### [Task to complete]
All of the data below needs to be set down again, exactly as shown.
*** Begin section ***
//! Pre-built Test Fixtures
//!
//! Provides ready-to-use test data for common entities across the booking
//! platform. These fixtures are designed to be consistent and predictable
//! for unit tests.

use chrono::{DateTime, NaiveDate, NaiveTime, TimeZone, Utc};
use core_kernel::{
    Currency, CustomerId, FixedClock, InvoiceId, Money, OrderId, PartyId, Timezone,
};
use domain_booking::MemoryBookingStore;
use domain_orders::{Activity, Package};
use uuid::Uuid;

/// Fixture for Money test data
pub struct MoneyFixtures;

impl MoneyFixtures {
    /// Price of the standard test package
    pub fn package_price() -> Money {
        Money::from_minor(450_000, Currency::AUD)
    }

    /// 30% deposit on the standard test package
    pub fn package_deposit() -> Money {
        Money::from_minor(135_000, Currency::AUD)
    }

    /// Balance remaining after the standard deposit
    pub fn package_balance() -> Money {
        Money::from_minor(315_000, Currency::AUD)
    }

    /// Price of a single test activity
    pub fn activity_price() -> Money {
        Money::from_minor(25_000, Currency::AUD)
    }

    /// Creates a zero amount
    pub fn aud_zero() -> Money {
        Money::zero(Currency::AUD)
    }

    /// Creates an NZD amount for currency mismatch tests
    pub fn nzd_100() -> Money {
        Money::from_minor(10_000, Currency::NZD)
    }
}

/// Fixture for temporal test data
pub struct TemporalFixtures;

impl TemporalFixtures {
    /// The venue's timezone
    pub fn brisbane() -> Timezone {
        "Australia/Brisbane".parse().unwrap()
    }

    /// The instant most scenarios book at: 09:00 on 2025-07-14 in Brisbane
    pub fn booking_instant() -> DateTime<Utc> {
        Utc.with_ymd_and_hms(2025, 7, 13, 23, 0, 0).unwrap()
    }

    /// Standard party date, well clear of the booking instant
    pub fn party_date() -> NaiveDate {
        NaiveDate::from_ymd_opt(2025, 8, 2).unwrap()
    }

    /// Standard party start time (venue-local)
    pub fn party_start_time() -> NaiveTime {
        NaiveTime::from_hms_opt(14, 0, 0).unwrap()
    }

    /// Clock pinned to the standard booking instant
    pub fn fixed_clock() -> FixedClock {
        FixedClock::new(Self::booking_instant())
    }
}

/// Fixture for identifier test data
pub struct IdFixtures;

impl IdFixtures {
    /// Creates a deterministic order ID for testing
    pub fn order_id() -> OrderId {
        OrderId::from_uuid(Uuid::parse_str("550e8400-e29b-41d4-a716-446655440001").unwrap())
    }

    /// Creates a deterministic party ID for testing
    pub fn party_id() -> PartyId {
        PartyId::from_uuid(Uuid::parse_str("550e8400-e29b-41d4-a716-446655440002").unwrap())
    }

    /// Creates a deterministic customer ID for testing
    pub fn customer_id() -> CustomerId {
        CustomerId::from_uuid(Uuid::parse_str("550e8400-e29b-41d4-a716-446655440003").unwrap())
    }

    /// Creates a deterministic invoice ID for testing
    pub fn invoice_id() -> InvoiceId {
        InvoiceId::from_uuid(Uuid::parse_str("550e8400-e29b-41d4-a716-446655440004").unwrap())
    }
}

/// Fixture for catalog test data
///
/// Mirrors the seeded production catalog so priced totals line up across
/// unit, service, and HTTP tests.
pub struct CatalogFixtures;

impl CatalogFixtures {
    pub fn packages() -> Vec<Package> {
        vec![
            Package {
                id: "pkg_superhero".to_string(),
                name: "Superhero Spectacular".to_string(),
                price: Money::from_minor(450_000, Currency::AUD),
            },
            Package {
                id: "pkg_princess".to_string(),
                name: "Princess Castle".to_string(),
                price: Money::from_minor(420_000, Currency::AUD),
            },
            Package {
                id: "pkg_dinosaur".to_string(),
                name: "Dinosaur Discovery".to_string(),
                price: Money::from_minor(380_000, Currency::AUD),
            },
        ]
    }

    pub fn activities() -> Vec<Activity> {
        vec![
            Activity {
                id: "act_face_painting".to_string(),
                name: "Face Painting".to_string(),
                price: Money::from_minor(15_000, Currency::AUD),
            },
            Activity {
                id: "act_magic_show".to_string(),
                name: "Magic Show".to_string(),
                price: Money::from_minor(25_000, Currency::AUD),
            },
            Activity {
                id: "act_balloon_art".to_string(),
                name: "Balloon Art".to_string(),
                price: Money::from_minor(12_000, Currency::AUD),
            },
        ]
    }

    /// An in-memory store pre-seeded with the standard catalog
    pub fn seeded_store() -> MemoryBookingStore {
        MemoryBookingStore::with_catalog(Self::packages(), Self::activities())
    }
}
*** End section ***
### [Expected output]
//! Pre-built Test Fixtures
//!
//! Provides ready-to-use test data for common entities across the booking
//! platform. These fixtures are designed to be consistent and predictable
//! for unit tests.

use chrono::{DateTime, NaiveDate, NaiveTime, TimeZone, Utc};
use core_kernel::{
    Currency, CustomerId, FixedClock, InvoiceId, Money, OrderId, PartyId, Timezone,
};
use domain_booking::MemoryBookingStore;
use domain_orders::{Activity, Package};
use uuid::Uuid;

/// Fixture for Money test data
pub struct MoneyFixtures;

impl MoneyFixtures {
    /// Price of the standard test package
    pub fn package_price() -> Money {
        Money::from_minor(450_000, Currency::AUD)
    }

    /// 30% deposit on the standard test package
    pub fn package_deposit() -> Money {
        Money::from_minor(135_000, Currency::AUD)
    }

    /// Balance remaining after the standard deposit
    pub fn package_balance() -> Money {
        Money::from_minor(315_000, Currency::AUD)
    }

    /// Price of a single test activity
    pub fn activity_price() -> Money {
        Money::from_minor(25_000, Currency::AUD)
    }

    /// Creates a zero amount
    pub fn aud_zero() -> Money {
        Money::zero(Currency::AUD)
    }

    /// Creates an NZD amount for currency mismatch tests
    pub fn nzd_100() -> Money {
        Money::from_minor(10_000, Currency::NZD)
    }
}

/// Fixture for temporal test data
pub struct TemporalFixtures;

impl TemporalFixtures {
    /// The venue's timezone
    pub fn brisbane() -> Timezone {
        "Australia/Brisbane".parse().unwrap()
    }

    /// The instant most scenarios book at: 09:00 on 2025-07-14 in Brisbane
    pub fn booking_instant() -> DateTime<Utc> {
        Utc.with_ymd_and_hms(2025, 7, 13, 23, 0, 0).unwrap()
    }

    /// Standard party date, well clear of the booking instant
    pub fn party_date() -> NaiveDate {
        NaiveDate::from_ymd_opt(2025, 8, 2).unwrap()
    }

    /// Standard party start time (venue-local)
    pub fn party_start_time() -> NaiveTime {
        NaiveTime::from_hms_opt(14, 0, 0).unwrap()
    }

    /// Clock pinned to the standard booking instant
    pub fn fixed_clock() -> FixedClock {
        FixedClock::new(Self::booking_instant())
    }
}

/// Fixture for identifier test data
pub struct IdFixtures;

impl IdFixtures {
    /// Creates a deterministic order ID for testing
    pub fn order_id() -> OrderId {
        OrderId::from_uuid(Uuid::parse_str("550e8400-e29b-41d4-a716-446655440001").unwrap())
    }

    /// Creates a deterministic party ID for testing
    pub fn party_id() -> PartyId {
        PartyId::from_uuid(Uuid::parse_str("550e8400-e29b-41d4-a716-446655440002").unwrap())
    }

    /// Creates a deterministic customer ID for testing
    pub fn customer_id() -> CustomerId {
        CustomerId::from_uuid(Uuid::parse_str("550e8400-e29b-41d4-a716-446655440003").unwrap())
    }

    /// Creates a deterministic invoice ID for testing
    pub fn invoice_id() -> InvoiceId {
        InvoiceId::from_uuid(Uuid::parse_str("550e8400-e29b-41d4-a716-446655440004").unwrap())
    }
}

/// Fixture for catalog test data
///
/// Mirrors the seeded production catalog so priced totals line up across
/// unit, service, and HTTP tests.
pub struct CatalogFixtures;

impl CatalogFixtures {
    pub fn packages() -> Vec<Package> {
        vec![
            Package {
                id: "pkg_superhero".to_string(),
                name: "Superhero Spectacular".to_string(),
                price: Money::from_minor(450_000, Currency::AUD),
            },
            Package {
                id: "pkg_princess".to_string(),
                name: "Princess Castle".to_string(),
                price: Money::from_minor(420_000, Currency::AUD),
            },
            Package {
                id: "pkg_dinosaur".to_string(),
                name: "Dinosaur Discovery".to_string(),
                price: Money::from_minor(380_000, Currency::AUD),
            },
        ]
    }

    pub fn activities() -> Vec<Activity> {
        vec![
            Activity {
                id: "act_face_painting".to_string(),
                name: "Face Painting".to_string(),
                price: Money::from_minor(15_000, Currency::AUD),
            },
            Activity {
                id: "act_magic_show".to_string(),
                name: "Magic Show".to_string(),
                price: Money::from_minor(25_000, Currency::AUD),
            },
            Activity {
                id: "act_balloon_art".to_string(),
                name: "Balloon Art".to_string(),
                price: Money::from_minor(12_000, Currency::AUD),
            },
        ]
    }

    /// An in-memory store pre-seeded with the standard catalog
    pub fn seeded_store() -> MemoryBookingStore {
        MemoryBookingStore::with_catalog(Self::packages(), Self::activities())
    }
}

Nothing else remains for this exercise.